3

I have a JSON String which is:

{"dependencies":["xz","pkg-config","glib","gobject-introspection"],"conflicts_with":[],"caveats":null,"options":[{"option":"--universal","description":"Build a universal binary"}]}

And I wrote a regular expression to find the array behind "dependencies":

(?<=\"dependencies\":).*[^:](?=,)

in Java:

"(?<=\\\"dependencies\\\":).*[^:](?=,)"

However the result turns out:

["xz","pkg-config","glib","gobject-introspection"],"conflicts_with":[],"caveats":null,"options":[{"option":"--universal"

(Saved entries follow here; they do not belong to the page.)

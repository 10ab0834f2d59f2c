//! Vertices of a periodic triangulation.
//!
//! A [`Vertex`] stores its Poincaré disk position (a representative inside the
//! fundamental octagon), a UUID, a key to one incident face, and whether it is
//! one of the dummy points used to bootstrap the triangulation.

use serde::{Deserialize, Serialize};

use super::{
    triangulation_data_structure::FaceKey,
    util::{UuidValidationError, make_uuid, validate_uuid},
};
use crate::core::collections::Uuid;
use crate::geometry::point::HyperbolicPoint;

/// A vertex of the triangulation.
///
/// `incident_face` is a runtime-only key and is skipped during serialization;
/// the TDS rebuilds it with `assign_incident_faces()`.
///
/// # Examples
///
/// ```rust
/// use bolza::core::vertex::Vertex;
/// use bolza::geometry::point::HyperbolicPoint;
///
/// let v = Vertex::new(HyperbolicPoint::new(0.1, 0.2).unwrap());
/// assert!(!v.is_dummy());
/// assert!(v.incident_face().is_none());
/// assert!(v.is_valid().is_ok());
/// ```
#[derive(Clone, Debug, Serialize, Deserialize)]
pub struct Vertex {
    point: HyperbolicPoint,
    uuid: Uuid,
    #[serde(skip)]
    pub(crate) incident_face: Option<FaceKey>,
    dummy: bool,
}

impl Vertex {
    /// Creates a regular (non-dummy) vertex with a fresh UUID.
    #[must_use]
    pub fn new(point: HyperbolicPoint) -> Self {
        Self {
            point,
            uuid: make_uuid(),
            incident_face: None,
            dummy: false,
        }
    }

    /// Creates a dummy vertex with a fresh UUID.
    #[must_use]
    pub fn new_dummy(point: HyperbolicPoint) -> Self {
        Self {
            dummy: true,
            ..Self::new(point)
        }
    }

    /// Position in the Poincaré disk.
    #[inline]
    #[must_use]
    pub const fn point(&self) -> &HyperbolicPoint {
        &self.point
    }

    /// The vertex UUID.
    #[inline]
    #[must_use]
    pub const fn uuid(&self) -> Uuid {
        self.uuid
    }

    /// One face containing this vertex, if assigned.
    #[inline]
    #[must_use]
    pub const fn incident_face(&self) -> Option<FaceKey> {
        self.incident_face
    }

    /// Overrides the incident face pointer.
    ///
    /// Does not check that the face contains the vertex; `Tds::is_valid`
    /// reports a mismatch as an `IncidentFaces` violation.
    pub const fn set_incident_face(&mut self, face: Option<FaceKey>) {
        self.incident_face = face;
    }

    /// Whether this vertex is a dummy point.
    #[inline]
    #[must_use]
    pub const fn is_dummy(&self) -> bool {
        self.dummy
    }

    /// Checks the vertex identity.
    ///
    /// # Errors
    ///
    /// Returns a [`UuidValidationError`] if the UUID is nil or not version 4.
    pub const fn is_valid(&self) -> Result<(), UuidValidationError> {
        validate_uuid(&self.uuid)
    }
}
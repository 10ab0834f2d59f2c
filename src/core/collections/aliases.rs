use rustc_hash::{FxBuildHasher, FxHashMap, FxHashSet};
use smallvec::SmallVec;

#[cfg(not(feature = "dense-slotmap"))]
use slotmap::SlotMap;

#[cfg(feature = "dense-slotmap")]
use slotmap::DenseSlotMap;

// Re-export UUID for convenience in type aliases
pub use uuid::Uuid;

// =============================================================================
// STORAGE BACKEND
// =============================================================================

/// Internal storage backend for vertices and faces.
///
/// `DenseSlotMap` by default (the `dense-slotmap` feature); plain `SlotMap`
/// when built with `--no-default-features`. Public methods return iterators
/// rather than exposing this type.
#[cfg(not(feature = "dense-slotmap"))]
pub type StorageMap<K, V> = SlotMap<K, V>;

/// Internal storage backend for vertices and faces.
#[cfg(feature = "dense-slotmap")]
pub type StorageMap<K, V> = DenseSlotMap<K, V>;

// =============================================================================
// CORE OPTIMIZED TYPES
// =============================================================================

/// `HashMap` with the non-cryptographic `FxHasher`.
///
/// ⚠️ **Not DoS-resistant**: only use with internal keys (slotmap keys, UUIDs
/// we generated, seed labels).
///
/// # Examples
///
/// ```rust
/// use bolza::core::collections::FastHashMap;
///
/// let mut map: FastHashMap<u64, usize> = FastHashMap::default();
/// map.insert(123, 456);
/// ```
pub type FastHashMap<K, V> = FxHashMap<K, V>;

/// Build hasher that instantiates `FxHasher`.
pub type FastBuildHasher = FxBuildHasher;

/// Entry API for [`FastHashMap`].
pub use std::collections::hash_map::Entry;

/// `HashSet` with the non-cryptographic `FxHasher`.
///
/// # Examples
///
/// ```rust
/// use bolza::core::collections::FastHashSet;
/// use uuid::Uuid;
///
/// let mut set: FastHashSet<Uuid> = FastHashSet::default();
/// set.insert(Uuid::new_v4());
/// ```
pub type FastHashSet<T> = FxHashSet<T>;

/// Small-optimized Vec: stack storage up to `N` elements, heap beyond.
///
/// # Size Guidelines
///
/// - **N=2**: face sides sharing an edge label
/// - **N=3**: vertices or neighbors of a triangle
/// - **N=16**: faces around a vertex (the Bolza corner vertex has degree 16)
pub type SmallBuffer<T, const N: usize> = SmallVec<[T; N]>;

/// Inline capacity for per-vertex face rings.
pub const VERTEX_RING_BUFFER_SIZE: usize = 16;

And only the last colon was excluded.

Please help me out.

Alan Moore
  • 73,866
  • 12
  • 100
  • 156
spacegoing
  • 5,056
  • 5
  • 25
  • 42
  • Did you try `"(?<=\\\"dependencies\\\":).*?[^:](?=,)"` ? – Wiktor Stribiżew Apr 08 '15 at 12:00
  • @stribizhew yes and it turns out " ["xz" ", It seems like [^:} do not take any effectToT – spacegoing Apr 08 '15 at 12:03
  • And what if you use `(?<=\\\"dependencies\\\":).*?(?=(?<=\\]),)` ? – Wiktor Stribiżew Apr 08 '15 at 12:06
  • `(?<=\"dependencies\":)[^\]]*\]` – Alex Salauyou Apr 08 '15 at 12:08
  • The question is " [^:] " doesn't exclude " ] ". Even that expression returns the "right" result but is not able to be generalized. I want to find the value behind a given key. Not every value is an array so...:P – spacegoing Apr 08 '15 at 12:10
  • Please post the expected result. If you want to exclude `[` and `]`, you can use `(?<=\\\"dependencies\\\":\\[).*?(?=\\],)` regex. – Wiktor Stribiżew Apr 08 '15 at 12:11
  • @SashaSalauyou yes this can also get the right result. But could u please explain why the negation on : doesn't work in my expression? – spacegoing Apr 08 '15 at 12:13
  • @stribizhev The thing is I want to get the value for any given key. The regex I came up with is to find the longest sequences ended with , but is excluded with :. This is what [^:](?=,) supposed to mean. But why the negation on : doesn't work? Many thanks! – spacegoing Apr 08 '15 at 12:18
  • @ChangLi because `.*` part takes as much characters as possible with greedy search turned on by default. `.*[^:]` means "any number of any symbols where not a colon is at the end", for example `abc:bca` satisfies it. – Alex Salauyou Apr 08 '15 at 12:18
  • 1
    I guess you wanted `[^:]*` to match any character but `:` any number of times. `.*` is greedy. – Wiktor Stribiżew Apr 08 '15 at 12:20

3 Answers3

2

I suggest using this regex:

(?<=\"dependencies\":).[^:]*(?=,)

Or, almost equal:

(?<=\"dependencies\":)[^:]+(?=,)
Wiktor Stribiżew
  • 607,720
  • 39
  • 448
  • 563
  • However, I think the `.` is unnecessary, it is already matched by `[^:]*`. `(?<=\"dependencies\":)[^:]+(?=,)` is enough. `+` will require at least 1 character in the match. – Wiktor Stribiżew Apr 08 '15 at 12:24
1

You could use a non-greedy zero-or-more quantifier:

(?<=\"dependencies\":)\[(.*?)\]

This would match ["xz","pkg-config","glib","gobject-introspection"] in the provided JSON.

Marchev
  • 1,340
  • 1
  • 10
  • 11
0

This brought to mind parsing HTML with a regular expression. Have you tried using a JSON Parser instead?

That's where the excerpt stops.